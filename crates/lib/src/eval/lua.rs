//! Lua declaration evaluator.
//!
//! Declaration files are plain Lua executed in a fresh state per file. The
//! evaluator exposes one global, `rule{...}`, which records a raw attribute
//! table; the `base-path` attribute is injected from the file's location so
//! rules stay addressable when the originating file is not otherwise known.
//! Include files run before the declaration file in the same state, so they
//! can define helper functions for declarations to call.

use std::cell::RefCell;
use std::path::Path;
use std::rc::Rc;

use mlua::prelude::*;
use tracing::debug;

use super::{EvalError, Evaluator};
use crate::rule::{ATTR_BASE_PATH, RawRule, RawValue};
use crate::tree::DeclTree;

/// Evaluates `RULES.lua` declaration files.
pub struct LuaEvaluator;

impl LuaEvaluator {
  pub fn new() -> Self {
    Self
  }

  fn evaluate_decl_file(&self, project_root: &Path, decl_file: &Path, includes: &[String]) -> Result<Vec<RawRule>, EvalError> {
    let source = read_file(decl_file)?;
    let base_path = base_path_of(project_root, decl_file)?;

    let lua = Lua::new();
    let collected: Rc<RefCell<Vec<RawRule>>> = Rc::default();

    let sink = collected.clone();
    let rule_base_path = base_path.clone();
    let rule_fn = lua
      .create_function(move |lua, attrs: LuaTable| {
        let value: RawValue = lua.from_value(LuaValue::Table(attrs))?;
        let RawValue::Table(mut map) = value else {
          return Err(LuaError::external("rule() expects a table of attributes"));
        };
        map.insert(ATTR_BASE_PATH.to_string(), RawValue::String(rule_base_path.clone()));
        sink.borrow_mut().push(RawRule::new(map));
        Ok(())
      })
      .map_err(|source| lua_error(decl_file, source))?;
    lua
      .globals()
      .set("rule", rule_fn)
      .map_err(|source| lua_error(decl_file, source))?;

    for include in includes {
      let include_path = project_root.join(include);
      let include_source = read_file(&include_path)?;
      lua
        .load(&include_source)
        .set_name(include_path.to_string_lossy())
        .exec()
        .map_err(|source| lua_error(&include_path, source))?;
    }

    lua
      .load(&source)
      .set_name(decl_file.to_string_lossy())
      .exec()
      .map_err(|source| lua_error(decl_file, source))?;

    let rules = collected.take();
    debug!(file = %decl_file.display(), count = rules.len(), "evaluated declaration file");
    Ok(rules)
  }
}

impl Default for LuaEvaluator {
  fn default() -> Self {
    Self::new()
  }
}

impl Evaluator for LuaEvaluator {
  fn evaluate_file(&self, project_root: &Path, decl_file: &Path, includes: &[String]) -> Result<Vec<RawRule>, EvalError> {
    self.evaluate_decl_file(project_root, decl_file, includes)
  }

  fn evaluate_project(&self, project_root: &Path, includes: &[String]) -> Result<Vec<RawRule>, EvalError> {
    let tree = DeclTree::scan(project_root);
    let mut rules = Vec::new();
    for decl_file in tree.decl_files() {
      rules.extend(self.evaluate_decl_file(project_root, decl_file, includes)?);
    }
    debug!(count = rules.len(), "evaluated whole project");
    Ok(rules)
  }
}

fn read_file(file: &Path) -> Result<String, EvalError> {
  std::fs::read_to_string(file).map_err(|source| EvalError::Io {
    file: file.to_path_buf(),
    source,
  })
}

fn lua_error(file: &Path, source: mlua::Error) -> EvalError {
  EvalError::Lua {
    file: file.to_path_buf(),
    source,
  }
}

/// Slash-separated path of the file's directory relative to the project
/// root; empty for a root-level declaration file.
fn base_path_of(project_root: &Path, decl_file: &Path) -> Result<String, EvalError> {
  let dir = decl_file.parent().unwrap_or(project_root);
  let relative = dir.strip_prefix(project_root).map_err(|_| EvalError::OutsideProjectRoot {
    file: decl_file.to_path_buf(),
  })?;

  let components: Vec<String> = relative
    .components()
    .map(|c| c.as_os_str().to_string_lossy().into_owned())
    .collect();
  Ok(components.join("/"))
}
==
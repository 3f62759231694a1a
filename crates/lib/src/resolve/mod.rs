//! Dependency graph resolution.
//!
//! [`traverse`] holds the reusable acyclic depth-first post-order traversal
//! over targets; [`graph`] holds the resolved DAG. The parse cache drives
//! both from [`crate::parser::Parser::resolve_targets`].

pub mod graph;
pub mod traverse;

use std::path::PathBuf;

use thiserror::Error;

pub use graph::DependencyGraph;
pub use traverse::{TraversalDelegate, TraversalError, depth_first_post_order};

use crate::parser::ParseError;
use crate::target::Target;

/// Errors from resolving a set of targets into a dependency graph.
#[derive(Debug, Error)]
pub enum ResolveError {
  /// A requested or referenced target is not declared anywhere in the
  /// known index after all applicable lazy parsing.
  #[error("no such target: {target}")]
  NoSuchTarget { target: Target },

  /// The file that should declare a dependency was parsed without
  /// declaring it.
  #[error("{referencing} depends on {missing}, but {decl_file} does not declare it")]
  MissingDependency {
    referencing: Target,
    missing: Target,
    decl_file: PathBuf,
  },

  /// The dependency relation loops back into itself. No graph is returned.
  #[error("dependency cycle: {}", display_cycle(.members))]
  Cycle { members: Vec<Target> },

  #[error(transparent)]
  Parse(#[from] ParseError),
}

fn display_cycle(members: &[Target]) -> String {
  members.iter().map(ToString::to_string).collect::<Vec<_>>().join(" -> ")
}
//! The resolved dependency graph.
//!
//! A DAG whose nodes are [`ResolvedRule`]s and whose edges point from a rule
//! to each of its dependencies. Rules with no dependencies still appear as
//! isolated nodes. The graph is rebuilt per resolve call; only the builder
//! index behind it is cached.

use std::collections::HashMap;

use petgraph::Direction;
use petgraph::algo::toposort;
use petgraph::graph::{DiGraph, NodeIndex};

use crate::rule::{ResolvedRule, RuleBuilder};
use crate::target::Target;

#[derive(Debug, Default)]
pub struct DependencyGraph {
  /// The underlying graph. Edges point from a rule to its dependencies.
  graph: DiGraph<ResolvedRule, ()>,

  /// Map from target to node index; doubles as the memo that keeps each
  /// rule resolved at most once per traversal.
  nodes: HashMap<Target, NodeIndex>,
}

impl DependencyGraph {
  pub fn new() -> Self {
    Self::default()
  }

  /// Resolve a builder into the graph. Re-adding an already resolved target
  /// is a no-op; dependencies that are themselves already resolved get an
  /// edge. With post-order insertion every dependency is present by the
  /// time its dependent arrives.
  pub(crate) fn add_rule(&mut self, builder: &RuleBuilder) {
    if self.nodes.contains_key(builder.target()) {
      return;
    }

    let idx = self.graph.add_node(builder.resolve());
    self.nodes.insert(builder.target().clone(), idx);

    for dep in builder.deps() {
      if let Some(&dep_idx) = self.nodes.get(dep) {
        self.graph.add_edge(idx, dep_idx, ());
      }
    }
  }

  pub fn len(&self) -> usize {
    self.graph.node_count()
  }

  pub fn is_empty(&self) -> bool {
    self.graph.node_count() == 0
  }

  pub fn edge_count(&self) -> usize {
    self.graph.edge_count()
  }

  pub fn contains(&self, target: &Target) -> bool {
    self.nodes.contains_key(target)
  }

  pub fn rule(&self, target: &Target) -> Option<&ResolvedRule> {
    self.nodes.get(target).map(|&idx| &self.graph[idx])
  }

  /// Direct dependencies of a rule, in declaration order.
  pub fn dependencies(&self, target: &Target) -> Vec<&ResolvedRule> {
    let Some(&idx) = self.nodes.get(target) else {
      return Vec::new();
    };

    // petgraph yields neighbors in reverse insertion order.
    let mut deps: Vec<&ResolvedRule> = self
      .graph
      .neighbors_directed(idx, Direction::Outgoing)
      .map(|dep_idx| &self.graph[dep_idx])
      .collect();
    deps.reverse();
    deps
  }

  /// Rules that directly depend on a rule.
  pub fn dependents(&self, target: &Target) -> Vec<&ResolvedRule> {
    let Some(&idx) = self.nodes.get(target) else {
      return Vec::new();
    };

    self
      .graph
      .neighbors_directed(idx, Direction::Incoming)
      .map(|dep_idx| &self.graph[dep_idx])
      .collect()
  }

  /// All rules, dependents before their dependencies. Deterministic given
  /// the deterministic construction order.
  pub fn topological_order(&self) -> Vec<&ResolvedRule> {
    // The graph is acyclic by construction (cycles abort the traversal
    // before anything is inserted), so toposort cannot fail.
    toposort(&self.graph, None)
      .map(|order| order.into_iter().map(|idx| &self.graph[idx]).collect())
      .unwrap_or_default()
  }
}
...
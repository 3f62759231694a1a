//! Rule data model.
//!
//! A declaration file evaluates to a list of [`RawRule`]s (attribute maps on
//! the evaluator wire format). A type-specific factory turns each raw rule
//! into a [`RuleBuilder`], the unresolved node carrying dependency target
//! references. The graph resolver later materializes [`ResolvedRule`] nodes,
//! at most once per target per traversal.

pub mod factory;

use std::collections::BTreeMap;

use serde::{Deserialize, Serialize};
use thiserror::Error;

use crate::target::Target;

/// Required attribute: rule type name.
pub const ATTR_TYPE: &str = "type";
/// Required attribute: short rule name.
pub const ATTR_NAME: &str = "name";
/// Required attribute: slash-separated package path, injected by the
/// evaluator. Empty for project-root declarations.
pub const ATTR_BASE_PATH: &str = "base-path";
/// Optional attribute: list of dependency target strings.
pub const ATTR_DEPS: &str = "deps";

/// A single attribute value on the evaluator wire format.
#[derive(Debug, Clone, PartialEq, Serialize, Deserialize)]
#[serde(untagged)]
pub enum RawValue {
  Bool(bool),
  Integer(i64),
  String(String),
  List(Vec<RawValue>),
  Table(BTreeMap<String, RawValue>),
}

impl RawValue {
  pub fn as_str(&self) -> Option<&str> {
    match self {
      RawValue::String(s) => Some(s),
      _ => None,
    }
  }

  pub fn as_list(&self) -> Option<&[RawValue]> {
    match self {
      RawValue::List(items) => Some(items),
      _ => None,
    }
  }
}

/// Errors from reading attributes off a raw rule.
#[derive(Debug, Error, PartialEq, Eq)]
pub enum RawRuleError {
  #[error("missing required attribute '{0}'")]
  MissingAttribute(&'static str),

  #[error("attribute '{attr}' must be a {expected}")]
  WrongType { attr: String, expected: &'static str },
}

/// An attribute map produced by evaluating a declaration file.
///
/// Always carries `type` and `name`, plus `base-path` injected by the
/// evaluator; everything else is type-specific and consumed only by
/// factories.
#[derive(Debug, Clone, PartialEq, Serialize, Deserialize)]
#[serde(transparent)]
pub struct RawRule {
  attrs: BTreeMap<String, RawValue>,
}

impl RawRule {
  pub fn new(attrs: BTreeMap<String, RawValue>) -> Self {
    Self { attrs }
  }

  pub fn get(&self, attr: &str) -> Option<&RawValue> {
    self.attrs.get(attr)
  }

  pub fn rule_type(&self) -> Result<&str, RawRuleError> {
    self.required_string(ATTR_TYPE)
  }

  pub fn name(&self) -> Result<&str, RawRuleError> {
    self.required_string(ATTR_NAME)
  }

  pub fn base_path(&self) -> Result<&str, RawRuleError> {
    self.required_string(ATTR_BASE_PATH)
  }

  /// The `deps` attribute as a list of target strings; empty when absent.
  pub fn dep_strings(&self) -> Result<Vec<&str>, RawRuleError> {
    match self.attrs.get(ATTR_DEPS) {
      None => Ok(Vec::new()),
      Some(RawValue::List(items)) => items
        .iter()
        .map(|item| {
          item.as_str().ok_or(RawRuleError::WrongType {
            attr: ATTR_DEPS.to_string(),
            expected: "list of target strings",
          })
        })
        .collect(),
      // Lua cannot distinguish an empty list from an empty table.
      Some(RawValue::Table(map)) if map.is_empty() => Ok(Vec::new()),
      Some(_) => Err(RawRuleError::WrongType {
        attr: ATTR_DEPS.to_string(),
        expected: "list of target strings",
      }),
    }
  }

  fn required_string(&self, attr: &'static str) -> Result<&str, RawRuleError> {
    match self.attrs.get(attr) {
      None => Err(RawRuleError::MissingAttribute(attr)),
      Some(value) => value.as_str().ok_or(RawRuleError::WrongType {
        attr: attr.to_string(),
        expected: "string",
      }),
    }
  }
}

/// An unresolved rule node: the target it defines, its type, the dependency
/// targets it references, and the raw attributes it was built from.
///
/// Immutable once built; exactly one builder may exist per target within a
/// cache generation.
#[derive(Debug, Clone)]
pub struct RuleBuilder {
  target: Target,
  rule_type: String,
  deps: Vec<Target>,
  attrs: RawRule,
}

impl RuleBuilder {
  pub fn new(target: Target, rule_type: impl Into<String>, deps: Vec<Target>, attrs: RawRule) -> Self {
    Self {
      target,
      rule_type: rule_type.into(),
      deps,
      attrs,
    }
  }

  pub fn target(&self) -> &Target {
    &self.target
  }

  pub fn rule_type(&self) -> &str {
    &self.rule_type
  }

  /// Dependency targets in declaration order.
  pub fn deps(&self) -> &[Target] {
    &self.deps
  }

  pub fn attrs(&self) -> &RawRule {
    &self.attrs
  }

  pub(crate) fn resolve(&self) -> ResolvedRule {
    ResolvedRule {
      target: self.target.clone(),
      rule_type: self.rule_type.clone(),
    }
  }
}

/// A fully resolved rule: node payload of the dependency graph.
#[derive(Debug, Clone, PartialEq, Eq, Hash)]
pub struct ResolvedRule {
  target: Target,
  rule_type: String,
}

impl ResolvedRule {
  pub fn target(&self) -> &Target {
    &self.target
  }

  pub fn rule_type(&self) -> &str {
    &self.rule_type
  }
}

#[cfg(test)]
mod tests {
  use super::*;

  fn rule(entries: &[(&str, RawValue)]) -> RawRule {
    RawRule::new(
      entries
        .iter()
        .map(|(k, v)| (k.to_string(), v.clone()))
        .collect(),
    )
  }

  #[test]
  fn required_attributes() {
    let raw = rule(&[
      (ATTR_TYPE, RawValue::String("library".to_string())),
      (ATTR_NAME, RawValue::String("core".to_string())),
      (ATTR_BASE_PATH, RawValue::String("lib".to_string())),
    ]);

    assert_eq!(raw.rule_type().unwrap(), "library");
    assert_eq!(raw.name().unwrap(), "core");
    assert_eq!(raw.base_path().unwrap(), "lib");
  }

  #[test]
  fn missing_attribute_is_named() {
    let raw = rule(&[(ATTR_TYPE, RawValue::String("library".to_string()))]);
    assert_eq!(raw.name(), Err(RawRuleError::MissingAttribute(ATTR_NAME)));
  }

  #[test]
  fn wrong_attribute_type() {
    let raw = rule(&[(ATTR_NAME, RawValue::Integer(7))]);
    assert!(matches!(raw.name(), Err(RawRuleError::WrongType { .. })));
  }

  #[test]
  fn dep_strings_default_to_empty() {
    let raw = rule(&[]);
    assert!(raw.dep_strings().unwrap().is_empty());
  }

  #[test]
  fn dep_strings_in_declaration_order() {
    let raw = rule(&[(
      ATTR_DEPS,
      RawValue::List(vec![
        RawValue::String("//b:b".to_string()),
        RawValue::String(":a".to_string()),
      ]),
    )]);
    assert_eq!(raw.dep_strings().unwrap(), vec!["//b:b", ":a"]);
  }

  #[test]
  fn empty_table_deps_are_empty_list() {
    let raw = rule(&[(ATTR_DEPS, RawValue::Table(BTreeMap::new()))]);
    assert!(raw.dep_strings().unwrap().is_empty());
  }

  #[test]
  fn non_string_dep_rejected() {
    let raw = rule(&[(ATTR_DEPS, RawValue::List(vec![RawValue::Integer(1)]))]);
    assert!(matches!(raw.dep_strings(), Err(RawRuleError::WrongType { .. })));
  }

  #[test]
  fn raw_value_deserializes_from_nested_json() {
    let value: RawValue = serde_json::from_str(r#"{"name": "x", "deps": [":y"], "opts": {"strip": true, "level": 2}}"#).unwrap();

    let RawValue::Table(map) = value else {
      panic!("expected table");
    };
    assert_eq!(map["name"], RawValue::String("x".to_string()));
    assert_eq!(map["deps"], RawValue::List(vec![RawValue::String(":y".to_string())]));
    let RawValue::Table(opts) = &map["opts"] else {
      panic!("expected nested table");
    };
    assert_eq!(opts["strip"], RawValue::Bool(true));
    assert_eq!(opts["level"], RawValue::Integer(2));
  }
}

> **Task brief**:
Of all the lines in the records, how many have the word "point"? Write only the number.

> **Written response**:
2